И все же структура иронии здесь уже не та, какой она была в Четырнадцатой сатире Ренье; она строится уже не на представлении о том, что разум окончательно покинул этот мир, а на том факте, что безумие, истончившись до крайнего предела, утратило всякую зримую и поддающуюся определению форму. Создается впечатление, что отдаленным и побочным следствием влияния, которое оказала изоляция безумных на сферу мысли, стала потеря безумием своего прежнего видимого облика; его некогда полновесное, реальное присутствие отныне утрачено, место, занимаемое им, опустело, а достоверные проявления скрыты от глаз. В самой сущности безумия заложена способность подражать разуму, и она в конечном счете заслоняет собой все его неразумие; вернее сказать, природа настолько мудра, что ей удается использовать безумие как иной, обходной путь разума; она превращает безумие в кратчайшую дорогу к своей мудрости и с непостижимой предусмотрительностью заставляет его обходить присущие этой мудрости формы: “Тот порядок, какой угодно было природе установить во вселенной, непреложен, и одно лишь можно сказать по этому поводу: чего природа не сумела бы добиться от нашего разума, она добивается от нашего безумия”2.

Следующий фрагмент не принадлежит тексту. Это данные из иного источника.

use std::sync::Arc;

use prometheus::{
    CounterVec, Histogram, HistogramOpts, IntCounter, Opts, Registry, TextEncoder,
    proto::MetricFamily,
};

use pvx_core::{LeaseEvent, MetricsBackend, ProvisionVerdict};

const NAMESPACE: &str = "pvx";

/// Provisioning metrics.
///
/// - `pvx_provisions_started_total`
/// - `pvx_provisions_completed_total{verdict}`
/// - `pvx_provision_duration_seconds`
/// - `pvx_lease_events_total{event}`
/// - `pvx_gateway_errors_total{operation}`
///
/// Every label takes values from a closed set.
#[derive(Clone)]
pub struct PrometheusMetrics {
    started: IntCounter,
    completed: CounterVec,
    duration: Histogram,
    lease_events: CounterVec,
    gateway_errors: CounterVec,
    registry: Arc<Registry>,
}

impl PrometheusMetrics {
    pub fn new() -> Result<Self, prometheus::Error> {
        Self::with_registry(Arc::new(Registry::new()))
    }

    /// Register the metrics in an existing registry.
    pub fn with_registry(registry: Arc<Registry>) -> Result<Self, prometheus::Error> {
        let started = IntCounter::with_opts(
            Opts::new("provisions_started_total", "Provisioning requests started").namespace(NAMESPACE),
        )?;
        registry.register(Box::new(started.clone()))?;

        let completed = CounterVec::new(
            Opts::new("provisions_completed_total", "Provisioning requests by terminal verdict")
                .namespace(NAMESPACE),
            &["verdict"],
        )?;
        registry.register(Box::new(completed.clone()))?;

        // Creation includes an image pull on a cold host, hence the long tail.
        let duration = Histogram::with_opts(
            HistogramOpts::new("provision_duration_seconds", "Wall time of a provisioning request")
                .namespace(NAMESPACE)
                .buckets(vec![0.05, 0.1, 0.25, 0.5, 1.0, 2.5, 5.0, 10.0, 30.0, 120.0]),
        )?;
        registry.register(Box::new(duration.clone()))?;

        let lease_events = CounterVec::new(
            Opts::new("lease_events_total", "Proxy lease acquisitions, exhaustions and releases")
                .namespace(NAMESPACE),
            &["event"],
        )?;
        registry.register(Box::new(lease_events.clone()))?;

        let gateway_errors = CounterVec::new(
            Opts::new("gateway_errors_total", "Container runtime failures by operation")
                .namespace(NAMESPACE),
            &["operation"],
        )?;
        registry.register(Box::new(gateway_errors.clone()))?;

        Ok(Self {
            started,
            completed,
            duration,
            lease_events,
            gateway_errors,
            registry,
        })
    }

    pub fn gather(&self) -> Vec<MetricFamily> {
        self.registry.gather()
    }

    /// Text exposition format of every registered metric.
    pub fn encode(&self) -> Result<String, prometheus::Error> {
        TextEncoder::new().encode_to_string(&self.gather())
    }

    pub fn registry(&self) -> &Arc<Registry> {
        &self.registry
    }
}

impl MetricsBackend for PrometheusMetrics {
    fn record_provision_started(&self) {
        self.started.inc();
    }

    fn record_provision_completed(&self, verdict: ProvisionVerdict, duration_ms: u64) {
        self.completed.with_label_values(&[verdict.as_label()]).inc();
        self.duration.observe(duration_ms as f64 / 1000.0);
    }

    fn record_lease(&self, event: LeaseEvent) {
        self.lease_events.with_label_values(&[event.as_label()]).inc();
    }

    fn record_gateway_error(&self, operation: &str) {
        self.gateway_errors.with_label_values(&[operation]).inc();
    }
}

#[cfg(test)]
mod tests {
    use super::*;

    #[test]
    fn counts_provisions_by_verdict() {
        let m = PrometheusMetrics::new().unwrap();
        m.record_provision_started();
        m.record_provision_started();
        m.record_provision_completed(ProvisionVerdict::Provisioned, 1500);
        m.record_provision_completed(ProvisionVerdict::Busy, 2);

        let text = m.encode().unwrap();
        assert!(text.contains("pvx_provisions_started_total 2"), "{text}");
        assert!(text.contains(r#"pvx_provisions_completed_total{verdict="provisioned"} 1"#), "{text}");
        assert!(text.contains(r#"pvx_provisions_completed_total{verdict="busy"} 1"#), "{text}");
        assert!(text.contains("pvx_provision_duration_seconds_count 2"), "{text}");
    }

    #[test]
    fn counts_lease_events_and_gateway_errors() {
        let m = PrometheusMetrics::new().unwrap();
        m.record_lease(LeaseEvent::Acquired);
        m.record_lease(LeaseEvent::Released);
        m.record_lease(LeaseEvent::Released);
        m.record_gateway_error("create");

        let text = m.encode().unwrap();
        assert!(text.contains(r#"pvx_lease_events_total{event="released"} 2"#), "{text}");
        assert!(text.contains(r#"pvx_lease_events_total{event="acquired"} 1"#), "{text}");
        assert!(text.contains(r#"pvx_gateway_errors_total{operation="create"} 1"#), "{text}");
    }

    #[test]
    fn registering_twice_in_one_registry_fails() {
        let registry = Arc::new(Registry::new());
        PrometheusMetrics::with_registry(registry.clone()).unwrap();
        assert!(PrometheusMetrics::with_registry(registry).is_err());
    }
}
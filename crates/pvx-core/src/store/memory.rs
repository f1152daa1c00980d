use std::{
    collections::HashSet,
    sync::{Mutex, MutexGuard},
};

use async_trait::async_trait;

use crate::store::{LeaseStore, StoreError};

/// Process-local lease store.
///
/// Only correct for a single replica. Used by tests and by the daemon when no shared store is configured.
#[derive(Debug, Default)]
pub struct MemoryLeaseStore {
    keys: Mutex<HashSet<String>>,
}

impl MemoryLeaseStore {
    pub fn new() -> Self {
        Self::default()
    }

    pub fn contains(&self, key: &str) -> bool {
        self.keys().contains(key)
    }

    pub fn len(&self) -> usize {
        self.keys().len()
    }

    pub fn is_empty(&self) -> bool {
        self.keys().is_empty()
    }

    fn keys(&self) -> MutexGuard<'_, HashSet<String>> {
        self.keys.lock().unwrap_or_else(|poisoned| poisoned.into_inner())
    }
}

#[async_trait]
impl LeaseStore for MemoryLeaseStore {
    async fn set_if_absent(&self, key: &str) -> Result<bool, StoreError> {
        Ok(self.keys().insert(key.to_string()))
    }

    async fn delete(&self, key: &str) -> Result<(), StoreError> {
        self.keys().remove(key);
        Ok(())
    }
}
use crate::metrics::backend::{LeaseEvent, MetricsBackend, ProvisionVerdict};

/// No-op metrics backend that compiles to nothing.
#[derive(Debug, Clone, Copy, Default)]
pub struct NoOpMetrics;

impl MetricsBackend for NoOpMetrics {
    #[inline(always)]
    fn record_provision_started(&self) {}

    #[inline(always)]
    fn record_provision_completed(&self, _: ProvisionVerdict, _: u64) {}

    #[inline(always)]
    fn record_lease(&self, _: LeaseEvent) {}

    #[inline(always)]
    fn record_gateway_error(&self, _: &str) {}
}
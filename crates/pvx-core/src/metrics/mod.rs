//! Metrics collection abstraction for the provisioning engine.
//!
//! Backends (prometheus, statsd, etc) implement [`MetricsBackend`] and are handed to the
//! [`crate::Provisioner`] at construction time.
mod backend;
pub use backend::{LeaseEvent, MetricsBackend, MetricsHandle, ProvisionVerdict};

mod noop;
pub use noop::NoOpMetrics;

use std::sync::Arc;

/// Create a no-op metrics handle.
#[inline]
pub fn noop_metrics() -> MetricsHandle {
    Arc::new(NoOpMetrics)
}
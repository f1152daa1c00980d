pub mod config;
pub mod error;
pub mod gateway;
pub mod generator;
pub mod intake;
pub mod lease;
pub mod metrics;
pub mod provisioner;
pub mod registry;
pub mod store;
pub mod supervisor;

#[cfg(any(test, feature = "testkit"))]
pub mod testkit;

pub use config::ProvisionerConfig;
pub use error::CoreError;
pub use gateway::{GatewayError, LogStream, RawContainer, RuntimeGateway};
pub use generator::ConfigGenerator;
pub use intake::{Acknowledgment, Intake, TripAdvisorValidator, Validator};
pub use lease::LeaseManager;
pub use metrics::{LeaseEvent, MetricsBackend, MetricsHandle, ProvisionVerdict, noop_metrics};
pub use provisioner::{ProvisionStage, Provisioner};
pub use registry::RegistryView;
pub use store::{LeaseStore, MemoryLeaseStore, StoreError};
pub use supervisor::{Dispatcher, PROVISION_TASK_PREFIX, ProvisionHandle, ProvisionSupervisor};
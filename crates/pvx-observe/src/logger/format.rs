use std::{fmt, str::FromStr};

use serde::{Deserialize, Deserializer, Serialize, Serializer};

use crate::logger::error::LoggerError;

/// Where and how log lines are written.
#[derive(Debug, Clone, Copy, PartialEq, Eq, Default)]
pub enum LoggerFormat {
    /// Human readable lines on stdout.
    #[default]
    Text,
    /// One JSON object per line on stdout.
    Json,
    /// systemd-journald (linux only).
    Journald,
}

impl LoggerFormat {
    pub const fn as_str(&self) -> &'static str {
        match self {
            LoggerFormat::Text => "text",
            LoggerFormat::Json => "json",
            LoggerFormat::Journald => "journald",
        }
    }
}

impl FromStr for LoggerFormat {
    type Err = LoggerError;

    fn from_str(s: &str) -> Result<Self, Self::Err> {
        match s.trim().to_ascii_lowercase().as_str() {
            "text" => Ok(LoggerFormat::Text),
            "json" => Ok(LoggerFormat::Json),
            "journald" | "journal" if cfg!(target_os = "linux") => Ok(LoggerFormat::Journald),
            "journald" | "journal" => Err(LoggerError::JournaldNotSupported),
            _ => Err(LoggerError::InvalidFormat(s.to_string())),
        }
    }
}

impl fmt::Display for LoggerFormat {
    fn fmt(&self, f: &mut fmt::Formatter<'_>) -> fmt::Result {
        f.write_str(self.as_str())
    }
}

impl Serialize for LoggerFormat {
    fn serialize<S: Serializer>(&self, serializer: S) -> Result<S::Ok, S::Error> {
        serializer.serialize_str(self.as_str())
    }
}

impl<'de> Deserialize<'de> for LoggerFormat {
    fn deserialize<D: Deserializer<'de>>(deserializer: D) -> Result<Self, D::Error> {
        let raw = String::deserialize(deserializer)?;
        raw.parse().map_err(serde::de::Error::custom)
    }
}

#[cfg(test)]
mod tests {
    use super::*;

    #[test]
    fn parses_case_insensitive() {
        assert_eq!("Text".parse::<LoggerFormat>().unwrap(), LoggerFormat::Text);
        assert_eq!(" json ".parse::<LoggerFormat>().unwrap(), LoggerFormat::Json);
    }

    #[test]
    fn rejects_unknown() {
        for bad in ["", "xml", "logfmt"] {
            assert!(matches!(
                bad.parse::<LoggerFormat>(),
                Err(LoggerError::InvalidFormat(_))
            ));
        }
    }

    #[test]
    fn journald_depends_on_platform() {
        let parsed = "journald".parse::<LoggerFormat>();
        if cfg!(target_os = "linux") {
            assert_eq!(parsed.unwrap(), LoggerFormat::Journald);
        } else {
            assert!(matches!(parsed, Err(LoggerError::JournaldNotSupported)));
        }
    }

    #[test]
    fn serializes_canonical_name() {
        assert_eq!(serde_json::to_string(&LoggerFormat::Json).unwrap(), r#""json""#);
    }
}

Природа безумия — это одновременно его мудрость и польза; смысл его существования заключается в том, чтобы, вплотную приблизившись к разуму и сделавшись единосущным ему, слиться с ним воедино в некий нерасчленимый текст, в котором можно разобрать лишь одно — целесообразность природы: сумасбродство любви необходимо для продолжения рода; бредовые грезы честолюбия необходимы для поддержания в порядке политических органов; безумная алчность необходима для накопления богатств. Тем самым весь этот беспорядок эгоистических страстей включается в великий и мудрый надличностный порядок: “Поскольку природа безумия людского едина, все особенные проявления его столь легко совместимы, что образуют вместе наикрепчайшие узы, связующие человеческое общество; свидетельством тому — жажда бессмертия, ложная слава и все прочие принципы, вокруг которых вращается все происходящее в этом мире”3. Безумие у Бейля и Фонтенеля выступает в роли, в чем-то сходной с ролью чувства в падшей природе, согласно Мальбраншу: это непроизвольное, живое движение, которое, используя обходные пути, гораздо раньше достигает той точки, куда разум добирается лишь ценой долгих трудов и тягот. Безумие — это незамеченный аспект порядка, и благодаря ему человек, даже помимо собственной воли, становится инструментом некоей мудрой силы, чья цель ему неведома; безумие — мерило того расстояния, которое разделяет предусмотрительность и провидение, расчет и целесообразность. В нем кроется вся толща коллективной мудрости, неподвластной времени4. По сравнению с XVII в. безумие едва заметно сместилось в иерархии различных типов разума: прежде оно приближалось к “рассуждению, что изгоняет разум”; теперь оно сблизилось с тем безмолвным разумом, который обгоняет рассуждение с его медлительной рациональностью, путает его выверенные линии и, рискуя, преодолевает его опасения и его неведение. В конечном счете, природа безумия заключается в том, что втайне оно есть разум — или, во всяком случае, существует лишь благодаря разуму и ради разума, а присутствие его в мире заранее затушевано разумом и уже отчуждено в нем.